◆ Work instruction: Whenever a line of the data below holds the string "OnceLock", copy that line.

- - -

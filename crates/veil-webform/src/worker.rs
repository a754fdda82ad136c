use std::sync::atomic::{AtomicU64, Ordering};
use std::sync::OnceLock;
use std::time::Duration;

use async_trait::async_trait;
use regex::Regex;
use veil_core::current_unix_timestamp_ms;

use crate::artifact_store::ArtifactStore;
use crate::automation_session::{AutomationSessionFactory, AUTOMATION_ERROR_TIMEOUT};
use crate::controller_profile::ControllerProfileSet;
use crate::failure_alerting::{evaluate_failure_spike, AlertSink, FailureSpikeConfig};
use crate::handler_registry::{HandlerOutcome, HandlerRegistry};
use crate::job_store::WebformJobStore;
use crate::webform_job::{WebformJob, WebformJobResult};

static BACKOFF_JITTER_COUNTER: AtomicU64 = AtomicU64::new(1);

/// Worker tuning. The defaults match the production retry ladder: one minute
/// base doubling up to thirty minutes, six attempts, six-hour manual
/// follow-up after dead-lettering.
#[derive(Debug, Clone)]
pub struct WebformWorkerConfig {
    pub batch_size: usize,
    pub base_backoff_ms: u64,
    pub backoff_cap_ms: u64,
    /// Upper bound on one handler run plus each artifact capture step.
    pub step_timeout_ms: u64,
    /// Offset for the parent action's `next_attempt_at` after escalation.
    pub escalate_followup_ms: u64,
    pub alerting: FailureSpikeConfig,
}

impl Default for WebformWorkerConfig {
    fn default() -> Self {
        Self {
            batch_size: 5,
            base_backoff_ms: 60_000,
            backoff_cap_ms: 1_800_000,
            step_timeout_ms: 30_000,
            escalate_followup_ms: 21_600_000,
            alerting: FailureSpikeConfig::default(),
        }
    }
}

/// Parent-action seam: the worker reports submission completion and
/// dead-letter escalation without owning action persistence.
#[async_trait]
pub trait ActionTracker: Send + Sync {
    async fn action_sent(&self, action_id: &str, job_id: &str, now_unix_ms: u64)
        -> anyhow::Result<()>;
    async fn action_escalated(
        &self,
        action_id: &str,
        next_attempt_at_unix_ms: u64,
        now_unix_ms: u64,
    ) -> anyhow::Result<()>;
}

/// Summary of one poll batch.
#[derive(Debug, Clone, Default, PartialEq, Eq)]
pub struct WorkerBatchReport {
    pub claimed: usize,
    pub succeeded: usize,
    pub rescheduled: usize,
    pub failed_terminal: usize,
    pub alert_emitted: bool,
}

/// Jitter-free expected delay before retry `attempt` (1-based):
/// `min(base * 2^(attempt-1), cap)`.
pub fn backoff_delay_ms(attempt: u32, base_ms: u64, cap_ms: u64) -> u64 {
    let shift = attempt.saturating_sub(1).min(20);
    base_ms
        .saturating_mul(1_u64 << shift)
        .min(cap_ms.max(base_ms))
}

/// Expected delay scaled by a jitter factor in [0.8, 1.2], still clamped to
/// the cap. The factor comes from a counter-mixed hash, keeping tests
/// deterministic per process without sharing a clock.
pub fn jittered_backoff_delay_ms(attempt: u32, base_ms: u64, cap_ms: u64) -> u64 {
    let expected = backoff_delay_ms(attempt, base_ms, cap_ms);
    let seed = BACKOFF_JITTER_COUNTER.fetch_add(1, Ordering::Relaxed);
    let mixed = seed.wrapping_mul(0x9E37_79B9_7F4A_7C15).rotate_left(23) ^ 0xD1B5_4A32_D192_ED03;
    let permille = 800 + (mixed % 401);
    (expected.saturating_mul(permille) / 1_000).min(cap_ms.max(base_ms))
}

fn ticket_reference_pattern() -> &'static Regex {
    static PATTERN: OnceLock<Regex> = OnceLock::new();
    PATTERN.get_or_init(|| {
        Regex::new(
            r"(?i)\b(?:ticket|reference|case)\s*(?:id|number|no\.?|#)?\s*[:#-]?\s*([A-Za-z0-9][A-Za-z0-9-]{3,})",
        )
        .expect("ticket pattern compiles")
    })
}

/// Best-effort ticket/reference/case token extraction from a confirmation
/// page. Returns the first plausible token; absence is not an error.
pub fn extract_ticket_reference(content: &str) -> Option<String> {
    ticket_reference_pattern()
        .captures(content)
        .and_then(|captures| captures.get(1))
        .map(|token| token.as_str().to_string())
}

/// Claims and processes one bounded batch of due jobs sequentially, then runs
/// the failure-spike sweep.
///
/// Jobs run one at a time within a batch to bound pressure on the automation
/// backend; concurrency across worker instances is safe because the store's
/// claim is an atomic conditional update.
pub async fn run_worker_batch(
    store: &dyn WebformJobStore,
    registry: &HandlerRegistry,
    profiles: &ControllerProfileSet,
    sessions: &dyn AutomationSessionFactory,
    artifacts: &ArtifactStore,
    tracker: &dyn ActionTracker,
    alert_sink: &dyn AlertSink,
    config: &WebformWorkerConfig,
) -> anyhow::Result<WorkerBatchReport> {
    let mut report = WorkerBatchReport::default();
    let now_unix_ms = current_unix_timestamp_ms();
    let claimed = store.claim_due_jobs(now_unix_ms, config.batch_size).await?;
    report.claimed = claimed.len();

    for job in claimed {
        process_claimed_job(
            store, registry, profiles, sessions, artifacts, tracker, config, &job, &mut report,
        )
        .await?;
    }

    let alert = evaluate_failure_spike(
        store,
        &config.alerting,
        alert_sink,
        current_unix_timestamp_ms(),
    )
    .await?;
    report.alert_emitted = alert.is_some();
    Ok(report)
}

#[allow(clippy::too_many_arguments)]
async fn process_claimed_job(
    store: &dyn WebformJobStore,
    registry: &HandlerRegistry,
    profiles: &ControllerProfileSet,
    sessions: &dyn AutomationSessionFactory,
    artifacts: &ArtifactStore,
    tracker: &dyn ActionTracker,
    config: &WebformWorkerConfig,
    job: &WebformJob,
    report: &mut WorkerBatchReport,
) -> anyhow::Result<()> {
    let Some(handler) = registry.select(&job.controller_id, &job.target_url) else {
        dead_letter(
            store,
            tracker,
            config,
            job,
            "no handler matches controller or domain",
            report,
        )
        .await?;
        return Ok(());
    };

    let profile = profiles.lookup(&job.controller_id, &job.target_url);
    let Some(form_url) = handler.resolve_url(job, &profile) else {
        dead_letter(store, tracker, config, job, "no resolvable form URL", report).await?;
        return Ok(());
    };

    let mut session = match sessions.create_session().await {
        Ok(session) => session,
        Err(error) => {
            handle_retryable(
                store,
                tracker,
                config,
                job,
                &format!("automation backend unavailable: {error}"),
                report,
            )
            .await?;
            return Ok(());
        }
    };

    let step_timeout = Duration::from_millis(config.step_timeout_ms.max(1));
    let outcome = match tokio::time::timeout(
        step_timeout,
        handler.run(session.as_mut(), job, &profile, &form_url),
    )
    .await
    {
        Ok(outcome) => outcome,
        Err(_) => HandlerOutcome::Retryable {
            code: AUTOMATION_ERROR_TIMEOUT.to_string(),
            detail: format!("handler exceeded {}ms", config.step_timeout_ms),
        },
    };

    match outcome {
        HandlerOutcome::Submitted {
            confirmation_excerpt,
        } => {
            let mut result = WebformJobResult {
                confirmation_excerpt,
                ticket_reference: None,
                artifact_paths: Vec::new(),
                artifact_hashes: Vec::new(),
            };

            // Artifact capture is best effort: a submission that went
            // through is not retried because evidence capture hiccuped.
            match tokio::time::timeout(step_timeout, session.page_content()).await {
                Ok(Ok(content)) => {
                    result.ticket_reference = extract_ticket_reference(&content);
                    match artifacts.write_page_html(&job.job_id, &content) {
                        Ok(artifact) => {
                            result.artifact_paths.push(artifact.relative_path);
                            result.artifact_hashes.push(artifact.sha256_hex);
                        }
                        Err(error) => {
                            tracing::warn!(job_id = job.job_id.as_str(), error = %error,
                                "failed to persist page artifact");
                        }
                    }
                }
                Ok(Err(error)) => {
                    tracing::warn!(job_id = job.job_id.as_str(), code = error.code.as_str(),
                        "failed to capture confirmation page");
                }
                Err(_) => {
                    tracing::warn!(job_id = job.job_id.as_str(), "page capture timed out");
                }
            }
            if let Ok(Ok(png)) = tokio::time::timeout(step_timeout, session.screenshot_png()).await
            {
                match artifacts.write_screenshot_png(&job.job_id, &png) {
                    Ok(artifact) => {
                        result.artifact_paths.push(artifact.relative_path);
                        result.artifact_hashes.push(artifact.sha256_hex);
                    }
                    Err(error) => {
                        tracing::warn!(job_id = job.job_id.as_str(), error = %error,
                            "failed to persist screenshot artifact");
                    }
                }
            }

            let now_unix_ms = current_unix_timestamp_ms();
            store.complete_job(&job.job_id, result, now_unix_ms).await?;
            tracker
                .action_sent(&job.action_id, &job.job_id, now_unix_ms)
                .await?;
            report.succeeded += 1;
        }
        HandlerOutcome::Retryable { code, detail } => {
            handle_retryable(
                store,
                tracker,
                config,
                job,
                &format!("{code}: {detail}"),
                report,
            )
            .await?;
        }
        HandlerOutcome::Permanent { code, detail } => {
            dead_letter(
                store,
                tracker,
                config,
                job,
                &format!("{code}: {detail}"),
                report,
            )
            .await?;
        }
    }
    Ok(())
}

/// Reschedules within the attempt budget; dead-letters once the budget is
/// spent. `job.attempt` already includes the claim increment.
async fn handle_retryable(
    store: &dyn WebformJobStore,
    tracker: &dyn ActionTracker,
    config: &WebformWorkerConfig,
    job: &WebformJob,
    error: &str,
    report: &mut WorkerBatchReport,
) -> anyhow::Result<()> {
    let now_unix_ms = current_unix_timestamp_ms();
    if job.attempt < job.max_attempts {
        let delay_ms =
            jittered_backoff_delay_ms(job.attempt, config.base_backoff_ms, config.backoff_cap_ms);
        store
            .reschedule_job(
                &job.job_id,
                now_unix_ms.saturating_add(delay_ms),
                error,
                now_unix_ms,
            )
            .await?;
        tracing::debug!(
            job_id = job.job_id.as_str(),
            attempt = job.attempt,
            delay_ms,
            "webform job rescheduled"
        );
        report.rescheduled += 1;
        return Ok(());
    }
    dead_letter(store, tracker, config, job, error, report).await
}

/// Terminal failure: the job dead-letters and the parent action escalates
/// for manual follow-up.
async fn dead_letter(
    store: &dyn WebformJobStore,
    tracker: &dyn ActionTracker,
    config: &WebformWorkerConfig,
    job: &WebformJob,
    error: &str,
    report: &mut WorkerBatchReport,
) -> anyhow::Result<()> {
    let now_unix_ms = current_unix_timestamp_ms();
    store.fail_job(&job.job_id, error, now_unix_ms).await?;
    tracker
        .action_escalated(
            &job.action_id,
            now_unix_ms.saturating_add(config.escalate_followup_ms),
            now_unix_ms,
        )
        .await?;
    tracing::warn!(
        job_id = job.job_id.as_str(),
        attempt = job.attempt,
        error,
        "webform job dead-lettered; parent action escalated"
    );
    report.failed_terminal += 1;
    Ok(())
}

- - -

◆ Result below:
use std::sync::OnceLock;
    static PATTERN: OnceLock<Regex> = OnceLock::new();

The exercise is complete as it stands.